In a letter to the Institute for Clinical and Economic Review (ICER), Partnership to Improve Patient Care (PIPC) Chairman Tony Coelho provided feedback on ICER's draft evidence report on treatments for Duchenne Muscular Dystrophy (DMD). Chairman Coelho offered criticism of ICER’s model for oversimplifying the disease, noting that ICER continues to overlook outcomes that matter to patients and caregivers. He also pointed out that ICER continues to use the flawed and discriminatory quality-adjusted-life-year (QALY) metric in its review. “ICER continues to overlook outcomes that matter to patients, families and caregivers in their haste to provide reports to payers,” wrote Chairman Coelho. “We encourage ICER to be more strategic and focus on producing complete and thoughtful analysis using high quality data incorporating a range of outcomes important to patients instead of rushing to complete reports that do not have appropriate scientific rigor."

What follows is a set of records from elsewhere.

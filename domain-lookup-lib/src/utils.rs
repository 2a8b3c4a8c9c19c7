//! Utility functions for domain normalization and validation.

use crate::error::LookupError;
use std::time::Duration;
use tokio::time::Instant;

/// Roughly thirty years, the same horizon tokio uses for "never".
const FAR_FUTURE: Duration = Duration::from_secs(86_400 * 365 * 30);

/// Normalize user input into the form used for lookups.
///
/// Trims, lowercases, then strips one leading `http://`/`https://` scheme and
/// one leading `www.` label. No IDNA conversion is performed.
///
/// # Examples
///
/// ```rust
/// use domain_lookup_lib::normalize_domain;
///
/// assert_eq!(normalize_domain("  https://WWW.Example.COM "), "example.com");
/// ```
pub fn normalize_domain(input: &str) -> String {
    let domain = input.trim().to_lowercase();
    let domain = domain
        .strip_prefix("http://")
        .or_else(|| domain.strip_prefix("https://"))
        .unwrap_or(domain.as_str());
    let domain = domain.strip_prefix("www.").unwrap_or(domain);
    domain.to_string()
}

/// Split a domain into labels, failing when it has fewer than two.
pub fn domain_labels(domain: &str) -> Result<Vec<&str>, LookupError> {
    let labels: Vec<&str> = domain.split('.').collect();

    if labels.len() < 2 {
        return Err(LookupError::invalid_domain(
            domain,
            "Domain must contain at least one dot",
        ));
    }

    Ok(labels)
}

/// Minimal email sanity check used by the field extractor.
///
/// Accepts 3 to 254 characters with exactly one `@`, non-empty local and
/// domain parts, and at least one `.` in the domain part.
pub fn is_valid_email(email: &str) -> bool {
    if email.len() < 3 || email.len() > 254 {
        return false;
    }

    let mut parts = email.split('@');
    let (Some(local), Some(domain), None) = (parts.next(), parts.next(), parts.next()) else {
        return false;
    };

    !local.is_empty() && !domain.is_empty() && domain.contains('.')
}

/// Deadline `timeout` from now, saturating to a far-future instant.
pub(crate) fn deadline_after(timeout: Duration) -> Instant {
    let now = Instant::now();
    now.checked_add(timeout.min(FAR_FUTURE)).unwrap_or(now)
}
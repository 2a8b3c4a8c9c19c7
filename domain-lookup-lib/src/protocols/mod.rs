//! Protocol implementations for domain lookups.
//!
//! This module contains the WHOIS engine (server directory, transport,
//! referral detection, field extraction) and the DNS resolver seam.

/// WHOIS client and query transport
pub mod whois;

/// TLD to WHOIS server directory
pub mod registry;

/// Referral detection in WHOIS responses
pub mod referral;

/// Field extraction from WHOIS responses
pub mod parser;

/// DNS resolver capability and the hickory-backed resolver
pub mod dns;

// Re-export commonly used functions and types
pub use dns::{srv_name, DnsResolver, SystemResolver};
pub use parser::extract_fields;
pub use referral::extract_referral;
pub use registry::{get_whois_server_map, ServerDirectory, ServerDirectoryBuilder};
pub use whois::WhoisClient;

In a letter to the Institute for Clinical Economic Review (ICER), over 30 patient and disability groups joined the Partnership to Improve Patient Care (PIPC) in outlining concerns about ICER’s 2020 Value Assessment Framework. The letter calls on ICER to abandon its use of the quality-adjusted-life-years (QALY) metric, as well as other metrics that discriminate against patients and people with disabilities. PIPC also emphasized that ICER must develop novel measures of value to account for patient differences and priorities, as well as models that are open-source, transparent, and available to all patients and researchers. “Above all, we urge ICER to put patients and people with disabilities at the center of all of your assessments,” the letter states. “While we share your interest in lowering healthcare spending and addressing affordability, we do not believe that generating value assessments in a manner that leads to restricted access and discrimination is a necessary tactic or ethical strategy for achieving these goals.”
Alliance for Aging Research And Over 40 Advocacy Groups Send CMS Comment on Interoperability and Advancing Shared Decision-Making
The Partnership to Improve Patient Care (PIPC) joined over 40 patient advocacy groups in signing onto the Alliance for Aging Research's comment letter to the Centers for Medicare and Medicaid Services (CMS) on the agency's proposed interoperability and patient access rule. While the letter commends CMS for acknowledging the importance of providers and patients being engaged in shared decision-making, advocates remain concerned that shared decision-making remains an unsupported and undefined concept within the agency. "To truly empower patients to 'effectively manage their own health, care, and costs' will require the agency to prioritize implementation of the National Quality Partners Playbook: Shared Decision-Making in Healthcare (Playbook)," the letter states. "Moving forward, we hope that CMS will work with our organizations to advance shared decision-making fundamentals for healthcare organizations, establish a measurement framework for shared decision-making, and then implement the ‘Drivers of Change’ outlined by the Playbook."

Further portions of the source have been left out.